Du sens, de la mémoire, s.v.p.! / Make sense, remember, please!


Nonsense, amnesia and other conventional wisdom are the targets here:
A critical look at media-political discourse in Canadian federal politics, notably but not only regarding the Quebec-Canada relationship. Also of interest: the relationship between Indigenous Peoples and Canada, and Canada's place in the world. In early days, this blog will be tiny. We'll see if it may grow.

La sottise, l'amnésie et autre sens commun sont mes cibles: un regard critique sur le discours politico-médiatique en politique fédérale canadienne, notamment en ce qui concerne la relation Québec-Canada. Aussi: la relation entre les peuples autochtones et le Canada, et la place du Canada dans le monde. Ce blog commence tout petit. On verra s'il peut bien grandir.

vendredi 11 novembre 2011

Les femmes autochtones et l'indifférence

Les femmes autochtones sont assassinées, violées, kidnappées et généralement violentées à un rythme effarant au Canada. Au moins 582 ont disparu ou ont été assassinées depuis 30 ans, selon l’Association des femmes autochtones du Canada.  Amnesty International a publié un rapport très documenté et critique en 2009. On s’indigne de temps en temps dans les média et la classe politique, et puis on passe à autre chose.
Il y avait un bon dossier d’Isabelle Hachey dans La Presse à ce sujet cette semaine (http://www.cyberpresse.ca/actualites/201111/07/01-4465568-des-centaines-de-femmes-autochtones-tuees-dans-lombre.php?utm_categorieinterne=trafficdrivers&utm_contenuinterne=cyberpresse_B4_manchettes_231_accueil_POS4) (c’est de là que vient le chiffre ci-dessus).

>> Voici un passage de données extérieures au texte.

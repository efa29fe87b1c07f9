// Module-specific lints configuration
#![allow(clippy::uninlined_format_args)]

use anyhow::{Context, Result};
use clap::{Args, CommandFactory, Parser, Subcommand, ValueEnum};
use clap_complete::{generate, Shell};
use log::{error, info, warn, Level, LevelFilter, Log, Metadata, Record, SetLoggerError};
use std::fs::File;
use std::io::{BufReader, Write};
use std::path::{Path, PathBuf};

use sheet_translate::app_config::{self, Config, TranslationProvider};
use sheet_translate::{Controller, RunReport};

/// CLI Wrapper for TranslationProvider to implement ValueEnum
#[derive(Debug, Clone, ValueEnum)]
enum CliTranslationProvider {
    Google,
    Ollama,
    Anthropic,
}

impl From<CliTranslationProvider> for TranslationProvider {
    fn from(cli_provider: CliTranslationProvider) -> Self {
        match cli_provider {
            CliTranslationProvider::Google => TranslationProvider::Google,
            CliTranslationProvider::Ollama => TranslationProvider::Ollama,
            CliTranslationProvider::Anthropic => TranslationProvider::Anthropic,
        }
    }
}

/// CLI Wrapper for LogLevel to implement ValueEnum
#[derive(Debug, Clone, ValueEnum)]
enum CliLogLevel {
    Error,
    Warn,
    Info,
    Debug,
    Trace,
}

impl From<CliLogLevel> for app_config::LogLevel {
    fn from(cli_level: CliLogLevel) -> Self {
        match cli_level {
            CliLogLevel::Error => app_config::LogLevel::Error,
            CliLogLevel::Warn => app_config::LogLevel::Warn,
            CliLogLevel::Info => app_config::LogLevel::Info,
            CliLogLevel::Debug => app_config::LogLevel::Debug,
            CliLogLevel::Trace => app_config::LogLevel::Trace,
        }
    }
}

#[derive(Subcommand, Debug)]
enum Commands {
    /// Generate shell completions for sheet-translate
    Completions {
        /// Shell to generate completions for
        #[arg(value_enum)]
        shell: Shell,
    },
}

#[derive(Args, Debug, Default)]
struct TranslateArgs {
    /// Spreadsheet or CSV file to translate (overrides `input_path` in the config)
    #[arg(value_name = "INPUT_PATH")]
    input_path: Option<PathBuf>,

    /// Target language code (e.g. 'ml', 'fr', 'zh-CN')
    #[arg(short, long)]
    target_language: Option<String>,

    /// Header of the column to translate
    #[arg(short = 'c', long)]
    column: Option<String>,

    /// Source language code
    #[arg(short, long)]
    source_language: Option<String>,

    /// Directory for the translated file
    #[arg(short, long)]
    output_dir: Option<PathBuf>,

    /// Worksheet to read (first sheet by default)
    #[arg(long)]
    sheet: Option<String>,

    /// Translation provider to use
    #[arg(short, long, value_enum)]
    provider: Option<CliTranslationProvider>,

    /// Model name for LLM providers
    #[arg(short, long)]
    model: Option<String>,

    /// API key for the active provider
    #[arg(long, env = "SHEET_TRANSLATE_API_KEY", hide_env_values = true)]
    api_key: Option<String>,

    /// Configuration file path
    #[arg(long = "config", default_value = "conf.json")]
    config_path: String,

    /// Set logging level
    #[arg(short, long, value_enum)]
    log_level: Option<CliLogLevel>,

    /// Write the list of cells that could not be translated to this JSON file
    #[arg(long = "failed-report")]
    failed_report: Option<PathBuf>,
}

/// sheet-translate - translate a spreadsheet column, keeping {placeholders}
#[derive(Parser, Debug)]
#[command(name = "sheet-translate")]
#[command(version)]
#[command(about = "Translate one spreadsheet column while preserving {placeholder} tokens")]
#[command(args_conflicts_with_subcommands = true)]
#[command(long_about = "sheet-translate reads a workbook or CSV file, translates every cell of one column
and writes the result to translated_output_<lang>_<YYYYMMDD_HHMMSS>.<ext>.
Curly-brace placeholders such as {user_name} are kept as they are.

EXAMPLES:
    sheet-translate questions.xlsx                  # Translate using default config
    sheet-translate -t fr -c Prompt questions.xlsx  # French, column 'Prompt'
    sheet-translate -p ollama -m qwen2.5 data.csv   # Use a local model
    sheet-translate --failed-report failed.json in.xlsx
    sheet-translate completions bash > sheet-translate.bash

CONFIGURATION:
    Configuration is stored in conf.json by default. You can specify a different
    config file with --config. If the config file doesn't exist, a default one
    will be created automatically. Command line options override the file.

SUPPORTED PROVIDERS:
    google    - Google Translate web endpoint (default, no key)
    ollama    - Local Ollama server (default: llama3.2:3b)
    anthropic - Anthropic Claude API (requires API key)")]
struct CommandLineOptions {
    #[command(subcommand)]
    command: Option<Commands>,

    #[command(flatten)]
    args: TranslateArgs,
}

// @struct: Custom logger implementation
struct CustomLogger {
    level: LevelFilter,
}

impl CustomLogger {
    // @creates: New logger with specified level
    fn new(level: LevelFilter) -> Self {
        CustomLogger { level }
    }

    // @initializes: Global logger
    fn init(level: LevelFilter) -> Result<(), SetLoggerError> {
        let logger = Box::new(CustomLogger::new(level));
        log::set_boxed_logger(logger)?;
        log::set_max_level(level);
        Ok(())
    }

    // @returns: Emoji for log level
    fn get_emoji_for_level(level: Level) -> &'static str {
        match level {
            Level::Error => "❌ ",
            Level::Warn => "🚧 ",
            Level::Info => " ",
            Level::Debug => "🔍 ",
            Level::Trace => "📋 ",
        }
    }

    // @returns: ANSI colour prefix for log level
    fn get_color_for_level(level: Level) -> &'static str {
        match level {
            Level::Error => "\x1B[1;31m",
            Level::Warn => "\x1B[1;33m",
            Level::Info => "\x1B[1;32m",
            Level::Debug => "\x1B[1;36m",
            Level::Trace => "\x1B[1;35m",
        }
    }
}

impl Log for CustomLogger {
    fn enabled(&self, metadata: &Metadata) -> bool {
        // The global max level is lowered or raised once the config is known
        metadata.level() <= self.level.max(log::max_level())
    }

    fn log(&self, record: &Record) {
        if self.enabled(record.metadata()) {
            let now = chrono::Local::now().format("%H:%M:%S.%3f");
            let level = record.level();

            let mut stderr = std::io::stderr();
            let _ = writeln!(
                stderr,
                "{}{} {} {}\x1B[0m",
                Self::get_color_for_level(level),
                now,
                Self::get_emoji_for_level(level),
                record.args()
            );
        }
    }

    fn flush(&self) {
        let _ = std::io::stderr().flush();
    }
}

#[tokio::main]
async fn main() {
    // Initialize the logger once with info level by default
    // We'll update the level after loading the config if needed
    if let Err(e) = CustomLogger::init(LevelFilter::Info) {
        eprintln!("Failed to initialize logger: {}", e);
    }

    let cli = CommandLineOptions::parse();

    if let Some(Commands::Completions { shell }) = cli.command {
        let mut cmd = CommandLineOptions::command();
        generate(shell, &mut cmd, "sheet-translate", &mut std::io::stdout());
        return;
    }

    match run_translate(cli.args).await {
        Ok(report) => {
            info!("✅ Success: {:?}", report.output_path);
            if report.is_clean() {
                info!("{}", report.summary());
            } else {
                warn!("{}", report.summary());
            }
        }
        Err(e) => {
            error!("{:#}", e);
            std::process::exit(1);
        }
    }
}

async fn run_translate(options: TranslateArgs) -> Result<RunReport> {
    // If log level is set via command line, apply it immediately
    if let Some(cmd_log_level) = &options.log_level {
        let level: app_config::LogLevel = cmd_log_level.clone().into();
        log::set_max_level(level.to_level_filter());
    }

    let mut config = load_or_create_config(&options.config_path)?;
    apply_overrides(&mut config, &options);

    // Validate the configuration after loading and overriding
    config.validate().context("Configuration validation failed")?;

    // If log level was not set via command line, update it from config now
    if options.log_level.is_none() {
        log::set_max_level(config.log_level.to_level_filter());
    }

    info!(
        "Translating column '{}' of {:?} to {}",
        config.designated_column, config.input_path, config.target_language
    );

    let controller = Controller::with_config(config)?;
    let report = controller.run().await?;
    Ok(report)
}

/// Load the configuration file, writing a default one if it does not exist
fn load_or_create_config(config_path: &str) -> Result<Config> {
    if Path::new(config_path).exists() {
        let file = File::open(config_path)
            .context(format!("Failed to open config file: {}", config_path))?;

        let reader = BufReader::new(file);
        let config: Config = serde_json::from_reader(reader)
            .context(format!("Failed to parse config file: {}", config_path))?;
        Ok(config)
    } else {
        warn!("Config file not found at '{}', creating default config.", config_path);

        let config = Config::default();
        let config_json = serde_json::to_string_pretty(&config)
            .context("Failed to serialize default config to JSON")?;

        std::fs::write(config_path, config_json)
            .context(format!("Failed to write default config to file: {}", config_path))?;

        Ok(config)
    }
}

/// Override config with CLI options if provided
fn apply_overrides(config: &mut Config, options: &TranslateArgs) {
    if let Some(input_path) = &options.input_path {
        config.input_path = input_path.clone();
    }

    if let Some(target_lang) = &options.target_language {
        config.target_language = target_lang.clone();
    }

    if let Some(source_lang) = &options.source_language {
        config.source_language = source_lang.clone();
    }

    if let Some(column) = &options.column {
        config.designated_column = column.clone();
    }

    if let Some(output_dir) = &options.output_dir {
        config.output_dir = output_dir.clone();
    }

    if let Some(sheet) = &options.sheet {
        config.sheet_name = Some(sheet.clone());
    }

    if let Some(report) = &options.failed_report {
        config.failed_cells_report = Some(report.clone());
    }

    if let Some(provider) = &options.provider {
        config.translation.provider = provider.clone().into();
    }

    // Model and key apply to the provider selected above
    if let Some(model) = &options.model {
        config.translation.active_provider_config_mut().model = model.clone();
    }

    if let Some(api_key) = &options.api_key {
        config.translation.active_provider_config_mut().api_key = api_key.clone();
    }

    if let Some(log_level) = &options.log_level {
        config.log_level = log_level.clone().into();
    }
}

Le problème, c’est que Hachey n’avait rien de nouveau à nous apprendre. Elle nous a mis à jour sur la disparition en 2008 de deux jeunes filles de Kitigan Zibi, dans la Haute Gatineau, et sur la frustration de leurs proches. Elle nous a rappelés des cas classiques, au Manitoba et en Colombie Britannique. Elle a souligné le contraste surréaliste entre le cirque médiatique à l'occasion de la fuite de Kitigan Zibi d’un jeune lion, aussi en 2008 (que lui a rappelé le Chef Gilbert Whiteduck), d’une part, et l’indifférence dans laquelle baignent généralement les disparitions de femmes autochtones, d'autre part.
On imagine qu’Isabelle Hachey a travaillé fort pour convaincre ses patrons de la laisser travailler sur le dossier, et ensuite de le publier en bonne place; elle mérite sans doute des félicitations pour ces efforts. Et paradoxalement, ses textes dans La Presse portent presque autant sur le silence et l’indifférence des média que sur les femmes autochtones elles-mêmes.  Elle répète que ces femmes sont « assassinées depuis 30 ans… (d)ans l’indifférence des médias, de la police et de la population en général »; que « la réponse était toujours non, non et non » quand les familles demandaient aux média de parler de leurs filles et sœurs disparues; que « les médias ont largement ignoré la nouvelle » de l’assassinat de Tiffany Morrison, de Kaahnawake; que « presque personne n’est venu » à une conférence de presse à Kitigan Zibi.
Rien de nouveau, donc, dans La Presse. On n’apprend rien, strictement parlant. Alors pourquoi le dossier? Isabelle Hachey a l’air de trouver ça important, et peut-être quelqu’un d’autre aussi dans la salle de rédaction du journal. On peut voir le dossier comme un effort pour y mettre fin, à l’indifférence générale. On peut penser que cet effort ne peut sûrement pas faire de mal. Mais en fait, et encore paradoxalement, le dossier peut faire du mal – et il en fera s’il n’a pas de suites dans La Presse et si d’autres médias n’en prennent pas non plus acte. S’il est le début d’une campagne de presse pour faire la lumière sur ce scandale, il aura fait du bien. S’il n’est suivi par rien d’autre que le retour du silence et de l’indifférence médiatique, il n’aura servi qu’à donner un alibi à La Presse et à faire vendre des copies le 8 novembre. L'indifférence se nourrit de moments comme celui-ci: elle se donne bonne conscience en se scandalisant de l'horreur, et elle retourne à ses affaires.